### To do:
For every line in the data below that contains "Migrator", copy the line.

....

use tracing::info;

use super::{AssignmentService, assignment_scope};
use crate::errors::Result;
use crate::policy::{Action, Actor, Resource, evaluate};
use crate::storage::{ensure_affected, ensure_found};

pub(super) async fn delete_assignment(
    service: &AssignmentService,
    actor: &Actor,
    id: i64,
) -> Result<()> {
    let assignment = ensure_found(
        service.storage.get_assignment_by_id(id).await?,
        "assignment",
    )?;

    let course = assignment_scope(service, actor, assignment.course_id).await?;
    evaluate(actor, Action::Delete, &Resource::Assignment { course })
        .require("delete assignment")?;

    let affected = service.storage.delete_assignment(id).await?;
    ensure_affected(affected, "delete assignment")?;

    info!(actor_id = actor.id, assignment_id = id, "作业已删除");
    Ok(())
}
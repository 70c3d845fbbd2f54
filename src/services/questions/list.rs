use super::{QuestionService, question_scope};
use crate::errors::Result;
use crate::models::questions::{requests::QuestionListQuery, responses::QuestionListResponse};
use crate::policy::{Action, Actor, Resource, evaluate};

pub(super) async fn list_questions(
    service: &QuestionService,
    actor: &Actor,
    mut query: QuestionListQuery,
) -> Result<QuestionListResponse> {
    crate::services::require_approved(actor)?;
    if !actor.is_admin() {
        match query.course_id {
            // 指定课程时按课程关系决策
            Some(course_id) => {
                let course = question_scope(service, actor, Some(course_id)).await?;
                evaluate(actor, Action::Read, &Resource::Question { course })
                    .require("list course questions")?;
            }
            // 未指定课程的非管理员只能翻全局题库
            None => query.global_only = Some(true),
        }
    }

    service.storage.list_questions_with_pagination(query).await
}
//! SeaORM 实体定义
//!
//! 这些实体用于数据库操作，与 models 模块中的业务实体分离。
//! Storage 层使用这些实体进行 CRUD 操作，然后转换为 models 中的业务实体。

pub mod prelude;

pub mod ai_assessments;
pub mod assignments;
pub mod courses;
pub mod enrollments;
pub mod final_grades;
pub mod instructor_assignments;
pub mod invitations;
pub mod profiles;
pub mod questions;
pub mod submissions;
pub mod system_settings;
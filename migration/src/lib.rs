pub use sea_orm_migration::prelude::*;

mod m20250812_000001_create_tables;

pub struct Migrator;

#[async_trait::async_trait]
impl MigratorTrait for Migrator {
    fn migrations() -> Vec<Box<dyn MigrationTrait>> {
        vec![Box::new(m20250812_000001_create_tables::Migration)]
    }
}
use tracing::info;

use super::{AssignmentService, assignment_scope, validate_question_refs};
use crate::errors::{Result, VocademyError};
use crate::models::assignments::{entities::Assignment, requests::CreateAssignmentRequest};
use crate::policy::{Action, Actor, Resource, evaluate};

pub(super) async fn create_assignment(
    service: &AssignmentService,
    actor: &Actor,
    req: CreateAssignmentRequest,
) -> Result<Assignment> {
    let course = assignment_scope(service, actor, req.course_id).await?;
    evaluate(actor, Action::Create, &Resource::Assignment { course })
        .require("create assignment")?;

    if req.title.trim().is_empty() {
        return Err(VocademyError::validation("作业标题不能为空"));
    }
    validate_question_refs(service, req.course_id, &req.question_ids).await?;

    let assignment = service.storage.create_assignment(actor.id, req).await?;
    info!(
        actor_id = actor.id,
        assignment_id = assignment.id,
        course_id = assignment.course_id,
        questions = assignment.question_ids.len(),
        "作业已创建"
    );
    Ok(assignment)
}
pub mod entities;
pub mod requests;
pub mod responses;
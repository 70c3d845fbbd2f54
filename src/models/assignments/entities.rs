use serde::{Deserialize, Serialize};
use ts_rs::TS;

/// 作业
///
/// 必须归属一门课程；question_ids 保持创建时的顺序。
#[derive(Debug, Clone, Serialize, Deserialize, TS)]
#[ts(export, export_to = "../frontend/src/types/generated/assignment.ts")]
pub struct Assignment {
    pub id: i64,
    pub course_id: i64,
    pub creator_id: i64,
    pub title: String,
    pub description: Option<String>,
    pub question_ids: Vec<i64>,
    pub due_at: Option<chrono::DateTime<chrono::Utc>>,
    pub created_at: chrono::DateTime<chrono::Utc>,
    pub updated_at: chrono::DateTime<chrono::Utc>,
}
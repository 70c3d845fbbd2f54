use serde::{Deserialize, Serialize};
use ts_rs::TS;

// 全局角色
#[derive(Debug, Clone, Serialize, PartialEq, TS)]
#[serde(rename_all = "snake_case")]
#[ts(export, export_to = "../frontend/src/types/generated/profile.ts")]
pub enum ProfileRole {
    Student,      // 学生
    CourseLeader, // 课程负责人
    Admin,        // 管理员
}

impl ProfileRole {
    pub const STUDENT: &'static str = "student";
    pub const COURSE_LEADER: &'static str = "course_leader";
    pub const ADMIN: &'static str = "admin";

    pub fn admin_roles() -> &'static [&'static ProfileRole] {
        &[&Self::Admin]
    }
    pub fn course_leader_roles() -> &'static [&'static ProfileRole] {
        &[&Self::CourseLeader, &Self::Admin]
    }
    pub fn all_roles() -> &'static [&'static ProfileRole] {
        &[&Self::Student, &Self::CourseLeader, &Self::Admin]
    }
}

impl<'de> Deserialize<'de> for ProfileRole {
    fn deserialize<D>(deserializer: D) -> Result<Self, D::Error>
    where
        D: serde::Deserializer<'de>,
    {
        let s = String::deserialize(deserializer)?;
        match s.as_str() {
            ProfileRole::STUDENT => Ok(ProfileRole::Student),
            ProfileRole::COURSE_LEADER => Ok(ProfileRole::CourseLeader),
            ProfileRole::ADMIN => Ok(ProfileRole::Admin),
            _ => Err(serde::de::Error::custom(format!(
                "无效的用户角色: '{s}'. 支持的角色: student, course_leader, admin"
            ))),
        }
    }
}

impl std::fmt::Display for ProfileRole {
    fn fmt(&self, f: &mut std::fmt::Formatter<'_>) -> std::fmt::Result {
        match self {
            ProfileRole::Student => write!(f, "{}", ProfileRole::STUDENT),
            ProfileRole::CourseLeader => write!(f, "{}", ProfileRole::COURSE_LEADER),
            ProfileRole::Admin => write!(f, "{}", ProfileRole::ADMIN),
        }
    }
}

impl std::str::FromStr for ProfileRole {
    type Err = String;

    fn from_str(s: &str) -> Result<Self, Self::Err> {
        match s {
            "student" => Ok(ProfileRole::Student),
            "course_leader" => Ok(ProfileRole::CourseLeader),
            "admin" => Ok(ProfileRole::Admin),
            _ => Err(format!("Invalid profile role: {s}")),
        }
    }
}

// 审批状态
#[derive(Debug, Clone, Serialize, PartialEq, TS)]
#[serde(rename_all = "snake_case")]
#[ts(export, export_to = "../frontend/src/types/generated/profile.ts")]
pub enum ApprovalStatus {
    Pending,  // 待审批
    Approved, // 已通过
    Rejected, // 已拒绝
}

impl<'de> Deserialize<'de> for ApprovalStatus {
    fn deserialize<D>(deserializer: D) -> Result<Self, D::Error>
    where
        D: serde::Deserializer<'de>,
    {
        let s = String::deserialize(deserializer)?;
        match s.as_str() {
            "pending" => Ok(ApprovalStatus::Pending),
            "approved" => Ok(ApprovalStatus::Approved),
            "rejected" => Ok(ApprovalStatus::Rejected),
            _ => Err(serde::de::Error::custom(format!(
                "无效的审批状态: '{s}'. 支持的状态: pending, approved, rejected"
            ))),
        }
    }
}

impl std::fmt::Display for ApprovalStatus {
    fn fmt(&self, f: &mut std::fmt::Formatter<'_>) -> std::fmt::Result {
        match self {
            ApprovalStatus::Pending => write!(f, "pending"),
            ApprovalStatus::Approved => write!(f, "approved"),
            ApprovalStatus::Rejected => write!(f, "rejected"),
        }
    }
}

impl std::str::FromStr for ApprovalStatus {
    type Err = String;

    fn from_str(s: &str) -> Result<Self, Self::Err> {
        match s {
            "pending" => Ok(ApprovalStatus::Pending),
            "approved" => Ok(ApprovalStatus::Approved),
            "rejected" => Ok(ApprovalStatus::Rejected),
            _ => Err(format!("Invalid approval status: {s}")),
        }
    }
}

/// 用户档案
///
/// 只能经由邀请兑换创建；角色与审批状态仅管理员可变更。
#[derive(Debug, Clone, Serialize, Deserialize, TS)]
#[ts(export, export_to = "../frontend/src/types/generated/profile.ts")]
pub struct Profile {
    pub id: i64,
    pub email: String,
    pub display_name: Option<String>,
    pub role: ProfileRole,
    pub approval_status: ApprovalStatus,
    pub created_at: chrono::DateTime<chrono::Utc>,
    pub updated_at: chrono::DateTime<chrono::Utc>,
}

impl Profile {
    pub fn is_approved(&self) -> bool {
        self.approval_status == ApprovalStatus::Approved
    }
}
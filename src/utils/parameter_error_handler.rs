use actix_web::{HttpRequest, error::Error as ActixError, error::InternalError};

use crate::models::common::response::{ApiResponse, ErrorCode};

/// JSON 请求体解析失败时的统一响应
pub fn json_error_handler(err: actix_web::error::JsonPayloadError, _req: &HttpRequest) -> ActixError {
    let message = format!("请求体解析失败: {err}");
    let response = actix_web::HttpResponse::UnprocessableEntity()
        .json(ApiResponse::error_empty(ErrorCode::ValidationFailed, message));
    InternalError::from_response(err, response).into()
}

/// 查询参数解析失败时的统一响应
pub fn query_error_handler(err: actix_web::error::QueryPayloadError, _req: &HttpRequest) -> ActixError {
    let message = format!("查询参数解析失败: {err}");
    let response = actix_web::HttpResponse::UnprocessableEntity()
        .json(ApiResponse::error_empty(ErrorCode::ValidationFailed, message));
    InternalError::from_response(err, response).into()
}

....

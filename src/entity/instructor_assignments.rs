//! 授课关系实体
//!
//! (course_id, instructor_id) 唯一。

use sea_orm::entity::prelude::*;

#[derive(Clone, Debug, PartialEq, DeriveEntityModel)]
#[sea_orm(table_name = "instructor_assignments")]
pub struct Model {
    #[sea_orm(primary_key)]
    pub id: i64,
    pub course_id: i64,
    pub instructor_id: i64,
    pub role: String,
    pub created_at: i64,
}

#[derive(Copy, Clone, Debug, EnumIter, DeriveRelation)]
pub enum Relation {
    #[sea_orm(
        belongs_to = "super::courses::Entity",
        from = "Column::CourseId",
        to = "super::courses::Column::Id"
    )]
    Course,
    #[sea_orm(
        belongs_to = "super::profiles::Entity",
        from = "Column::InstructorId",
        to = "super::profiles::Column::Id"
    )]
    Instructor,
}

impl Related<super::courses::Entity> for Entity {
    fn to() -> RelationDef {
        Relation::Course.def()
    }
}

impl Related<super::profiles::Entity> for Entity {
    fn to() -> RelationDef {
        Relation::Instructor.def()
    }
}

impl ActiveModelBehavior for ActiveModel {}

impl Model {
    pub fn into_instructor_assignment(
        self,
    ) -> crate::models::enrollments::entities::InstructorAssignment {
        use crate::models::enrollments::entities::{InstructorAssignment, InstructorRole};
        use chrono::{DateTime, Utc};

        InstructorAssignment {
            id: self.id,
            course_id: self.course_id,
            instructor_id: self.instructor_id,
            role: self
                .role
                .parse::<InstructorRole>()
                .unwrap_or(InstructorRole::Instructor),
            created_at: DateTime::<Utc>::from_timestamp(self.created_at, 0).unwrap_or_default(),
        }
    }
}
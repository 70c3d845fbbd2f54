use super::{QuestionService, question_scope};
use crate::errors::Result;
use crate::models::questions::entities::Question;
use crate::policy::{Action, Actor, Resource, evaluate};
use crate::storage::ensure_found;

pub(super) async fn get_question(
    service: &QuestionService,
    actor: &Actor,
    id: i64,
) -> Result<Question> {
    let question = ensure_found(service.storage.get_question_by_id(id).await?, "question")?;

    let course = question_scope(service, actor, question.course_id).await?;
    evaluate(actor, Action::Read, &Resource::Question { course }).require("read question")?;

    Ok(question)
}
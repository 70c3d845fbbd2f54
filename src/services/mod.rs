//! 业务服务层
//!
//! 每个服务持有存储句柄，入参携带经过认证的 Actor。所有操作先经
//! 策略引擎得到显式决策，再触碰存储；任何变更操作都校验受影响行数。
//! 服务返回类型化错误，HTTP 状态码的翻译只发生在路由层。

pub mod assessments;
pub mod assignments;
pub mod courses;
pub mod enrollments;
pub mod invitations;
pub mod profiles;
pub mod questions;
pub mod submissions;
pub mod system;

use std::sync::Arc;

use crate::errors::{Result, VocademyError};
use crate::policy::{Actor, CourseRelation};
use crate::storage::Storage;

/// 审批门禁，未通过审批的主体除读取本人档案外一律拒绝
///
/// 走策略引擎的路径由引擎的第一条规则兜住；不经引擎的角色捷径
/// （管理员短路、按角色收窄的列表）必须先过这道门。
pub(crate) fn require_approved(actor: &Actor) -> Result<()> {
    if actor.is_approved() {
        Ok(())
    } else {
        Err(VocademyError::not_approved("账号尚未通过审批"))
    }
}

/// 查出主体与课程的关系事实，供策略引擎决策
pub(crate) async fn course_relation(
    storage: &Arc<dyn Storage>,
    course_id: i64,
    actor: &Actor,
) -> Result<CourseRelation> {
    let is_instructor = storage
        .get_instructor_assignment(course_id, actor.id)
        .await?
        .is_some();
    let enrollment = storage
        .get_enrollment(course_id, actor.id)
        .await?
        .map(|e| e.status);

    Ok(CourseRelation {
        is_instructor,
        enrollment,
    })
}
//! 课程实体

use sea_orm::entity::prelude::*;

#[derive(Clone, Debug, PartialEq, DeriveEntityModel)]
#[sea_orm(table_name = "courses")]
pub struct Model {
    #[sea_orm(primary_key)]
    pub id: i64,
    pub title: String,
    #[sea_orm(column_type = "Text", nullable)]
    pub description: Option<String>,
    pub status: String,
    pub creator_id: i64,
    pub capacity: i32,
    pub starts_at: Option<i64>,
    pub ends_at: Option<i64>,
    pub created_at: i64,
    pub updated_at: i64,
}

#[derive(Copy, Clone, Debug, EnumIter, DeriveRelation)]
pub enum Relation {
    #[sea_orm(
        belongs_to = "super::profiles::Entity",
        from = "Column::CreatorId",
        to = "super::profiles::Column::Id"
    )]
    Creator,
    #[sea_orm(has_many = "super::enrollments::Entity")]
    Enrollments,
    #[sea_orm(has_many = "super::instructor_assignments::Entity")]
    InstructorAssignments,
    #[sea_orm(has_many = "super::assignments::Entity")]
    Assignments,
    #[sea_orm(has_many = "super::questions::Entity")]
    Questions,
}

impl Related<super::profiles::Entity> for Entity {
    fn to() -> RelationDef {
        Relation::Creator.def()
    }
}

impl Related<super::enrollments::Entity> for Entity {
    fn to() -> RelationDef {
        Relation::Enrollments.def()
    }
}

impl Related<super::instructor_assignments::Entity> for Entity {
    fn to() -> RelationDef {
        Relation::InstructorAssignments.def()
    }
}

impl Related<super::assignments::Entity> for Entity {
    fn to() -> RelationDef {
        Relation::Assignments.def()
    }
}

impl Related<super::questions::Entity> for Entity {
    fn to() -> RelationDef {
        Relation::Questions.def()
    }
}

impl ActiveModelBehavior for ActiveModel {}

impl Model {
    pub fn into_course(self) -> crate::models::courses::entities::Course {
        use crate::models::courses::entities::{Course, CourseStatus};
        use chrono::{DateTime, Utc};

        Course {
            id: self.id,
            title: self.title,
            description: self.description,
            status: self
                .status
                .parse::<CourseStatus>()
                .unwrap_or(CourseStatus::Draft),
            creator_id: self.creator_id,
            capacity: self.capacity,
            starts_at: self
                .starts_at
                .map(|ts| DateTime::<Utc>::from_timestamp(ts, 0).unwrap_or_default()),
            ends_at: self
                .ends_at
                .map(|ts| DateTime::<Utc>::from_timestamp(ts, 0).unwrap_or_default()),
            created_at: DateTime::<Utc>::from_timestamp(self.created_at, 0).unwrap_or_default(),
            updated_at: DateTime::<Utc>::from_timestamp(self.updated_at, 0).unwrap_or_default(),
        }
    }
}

....

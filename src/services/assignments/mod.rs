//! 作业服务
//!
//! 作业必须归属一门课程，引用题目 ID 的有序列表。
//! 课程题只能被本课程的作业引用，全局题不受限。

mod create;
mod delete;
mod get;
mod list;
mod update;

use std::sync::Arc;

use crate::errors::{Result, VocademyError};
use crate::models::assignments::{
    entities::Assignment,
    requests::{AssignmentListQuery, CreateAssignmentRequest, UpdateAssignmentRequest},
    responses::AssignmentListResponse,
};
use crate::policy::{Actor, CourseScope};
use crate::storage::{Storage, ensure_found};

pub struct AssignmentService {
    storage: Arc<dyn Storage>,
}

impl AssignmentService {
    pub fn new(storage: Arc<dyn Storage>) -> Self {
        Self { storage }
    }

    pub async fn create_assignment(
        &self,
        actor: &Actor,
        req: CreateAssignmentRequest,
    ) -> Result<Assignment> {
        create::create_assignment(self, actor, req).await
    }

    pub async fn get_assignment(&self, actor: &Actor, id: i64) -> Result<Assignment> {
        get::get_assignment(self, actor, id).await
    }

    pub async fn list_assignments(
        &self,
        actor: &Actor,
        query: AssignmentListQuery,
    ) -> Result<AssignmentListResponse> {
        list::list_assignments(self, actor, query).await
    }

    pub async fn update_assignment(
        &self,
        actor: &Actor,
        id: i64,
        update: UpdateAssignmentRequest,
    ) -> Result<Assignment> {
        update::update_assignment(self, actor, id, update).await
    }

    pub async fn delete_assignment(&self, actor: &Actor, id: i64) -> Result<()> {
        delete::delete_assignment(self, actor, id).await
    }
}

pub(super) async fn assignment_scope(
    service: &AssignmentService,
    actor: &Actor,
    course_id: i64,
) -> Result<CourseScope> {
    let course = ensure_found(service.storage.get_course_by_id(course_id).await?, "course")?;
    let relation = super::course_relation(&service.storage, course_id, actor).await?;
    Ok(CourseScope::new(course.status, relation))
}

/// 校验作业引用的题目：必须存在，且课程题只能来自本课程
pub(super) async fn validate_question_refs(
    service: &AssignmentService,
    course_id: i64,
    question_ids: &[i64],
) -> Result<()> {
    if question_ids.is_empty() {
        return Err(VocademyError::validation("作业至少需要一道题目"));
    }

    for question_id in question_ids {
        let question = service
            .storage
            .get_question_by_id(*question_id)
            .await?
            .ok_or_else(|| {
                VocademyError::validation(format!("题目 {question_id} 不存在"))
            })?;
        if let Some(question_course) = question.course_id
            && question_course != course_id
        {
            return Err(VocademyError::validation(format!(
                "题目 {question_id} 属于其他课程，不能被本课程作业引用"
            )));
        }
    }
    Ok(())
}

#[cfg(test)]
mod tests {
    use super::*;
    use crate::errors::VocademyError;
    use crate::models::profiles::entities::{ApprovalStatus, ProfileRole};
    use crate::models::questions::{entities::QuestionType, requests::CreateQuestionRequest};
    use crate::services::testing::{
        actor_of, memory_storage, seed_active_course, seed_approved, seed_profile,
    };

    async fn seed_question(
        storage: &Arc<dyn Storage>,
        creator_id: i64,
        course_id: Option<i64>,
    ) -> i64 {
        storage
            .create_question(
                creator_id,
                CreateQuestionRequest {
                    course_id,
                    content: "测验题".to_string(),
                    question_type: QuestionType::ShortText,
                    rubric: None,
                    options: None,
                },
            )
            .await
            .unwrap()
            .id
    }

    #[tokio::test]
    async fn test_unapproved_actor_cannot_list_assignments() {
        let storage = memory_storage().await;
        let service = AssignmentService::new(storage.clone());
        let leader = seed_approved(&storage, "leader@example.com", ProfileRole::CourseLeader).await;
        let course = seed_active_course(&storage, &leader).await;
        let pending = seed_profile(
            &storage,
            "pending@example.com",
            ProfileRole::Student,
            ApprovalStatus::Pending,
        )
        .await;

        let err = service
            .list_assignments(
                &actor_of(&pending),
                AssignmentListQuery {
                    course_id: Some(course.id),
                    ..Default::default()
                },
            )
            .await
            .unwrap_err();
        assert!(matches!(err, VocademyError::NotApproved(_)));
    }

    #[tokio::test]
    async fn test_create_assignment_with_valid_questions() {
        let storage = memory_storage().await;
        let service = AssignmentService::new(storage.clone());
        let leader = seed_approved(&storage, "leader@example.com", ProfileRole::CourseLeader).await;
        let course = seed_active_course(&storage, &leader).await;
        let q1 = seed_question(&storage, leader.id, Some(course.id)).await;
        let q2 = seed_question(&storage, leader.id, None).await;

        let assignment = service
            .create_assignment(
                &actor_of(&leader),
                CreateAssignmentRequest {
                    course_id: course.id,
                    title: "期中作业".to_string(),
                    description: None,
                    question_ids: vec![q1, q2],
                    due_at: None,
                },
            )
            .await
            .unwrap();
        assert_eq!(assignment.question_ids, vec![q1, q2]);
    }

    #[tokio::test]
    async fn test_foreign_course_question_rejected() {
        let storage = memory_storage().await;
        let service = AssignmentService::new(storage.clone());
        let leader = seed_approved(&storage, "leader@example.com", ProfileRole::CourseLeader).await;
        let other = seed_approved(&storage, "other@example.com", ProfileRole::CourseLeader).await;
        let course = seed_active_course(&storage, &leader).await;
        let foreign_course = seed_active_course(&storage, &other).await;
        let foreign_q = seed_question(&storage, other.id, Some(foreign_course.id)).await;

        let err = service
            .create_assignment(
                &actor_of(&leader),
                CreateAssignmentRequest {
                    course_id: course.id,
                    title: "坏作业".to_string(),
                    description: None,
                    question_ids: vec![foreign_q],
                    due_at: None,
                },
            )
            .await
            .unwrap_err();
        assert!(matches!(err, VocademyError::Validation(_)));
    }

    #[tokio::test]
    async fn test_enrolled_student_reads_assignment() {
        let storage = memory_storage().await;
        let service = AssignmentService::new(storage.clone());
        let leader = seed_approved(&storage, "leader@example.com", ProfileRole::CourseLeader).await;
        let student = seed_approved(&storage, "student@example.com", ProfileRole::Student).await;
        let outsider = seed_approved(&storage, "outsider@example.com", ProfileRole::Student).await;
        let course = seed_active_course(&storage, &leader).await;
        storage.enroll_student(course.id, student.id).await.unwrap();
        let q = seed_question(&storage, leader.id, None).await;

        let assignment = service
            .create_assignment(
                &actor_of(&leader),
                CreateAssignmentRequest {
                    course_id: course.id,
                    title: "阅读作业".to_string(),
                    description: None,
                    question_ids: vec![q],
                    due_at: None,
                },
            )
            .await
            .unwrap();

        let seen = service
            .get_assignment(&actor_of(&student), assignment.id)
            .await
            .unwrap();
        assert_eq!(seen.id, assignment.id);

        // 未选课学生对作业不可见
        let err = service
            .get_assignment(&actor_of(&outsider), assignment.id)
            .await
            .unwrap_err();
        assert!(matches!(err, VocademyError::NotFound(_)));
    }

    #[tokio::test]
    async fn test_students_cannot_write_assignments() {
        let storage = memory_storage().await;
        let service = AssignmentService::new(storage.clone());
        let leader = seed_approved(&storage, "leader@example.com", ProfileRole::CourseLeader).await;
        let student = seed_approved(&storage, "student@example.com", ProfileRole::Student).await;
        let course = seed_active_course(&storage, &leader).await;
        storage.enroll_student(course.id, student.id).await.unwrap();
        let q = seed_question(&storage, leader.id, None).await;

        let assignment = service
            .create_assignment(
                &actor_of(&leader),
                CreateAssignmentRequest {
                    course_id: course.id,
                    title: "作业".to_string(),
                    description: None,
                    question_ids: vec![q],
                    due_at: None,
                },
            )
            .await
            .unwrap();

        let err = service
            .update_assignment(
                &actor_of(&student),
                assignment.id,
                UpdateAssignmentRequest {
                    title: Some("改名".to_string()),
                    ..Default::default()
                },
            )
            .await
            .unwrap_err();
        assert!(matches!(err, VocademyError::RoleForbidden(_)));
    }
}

....

### Solution to the problem:
pub struct Migrator;
impl MigratorTrait for Migrator {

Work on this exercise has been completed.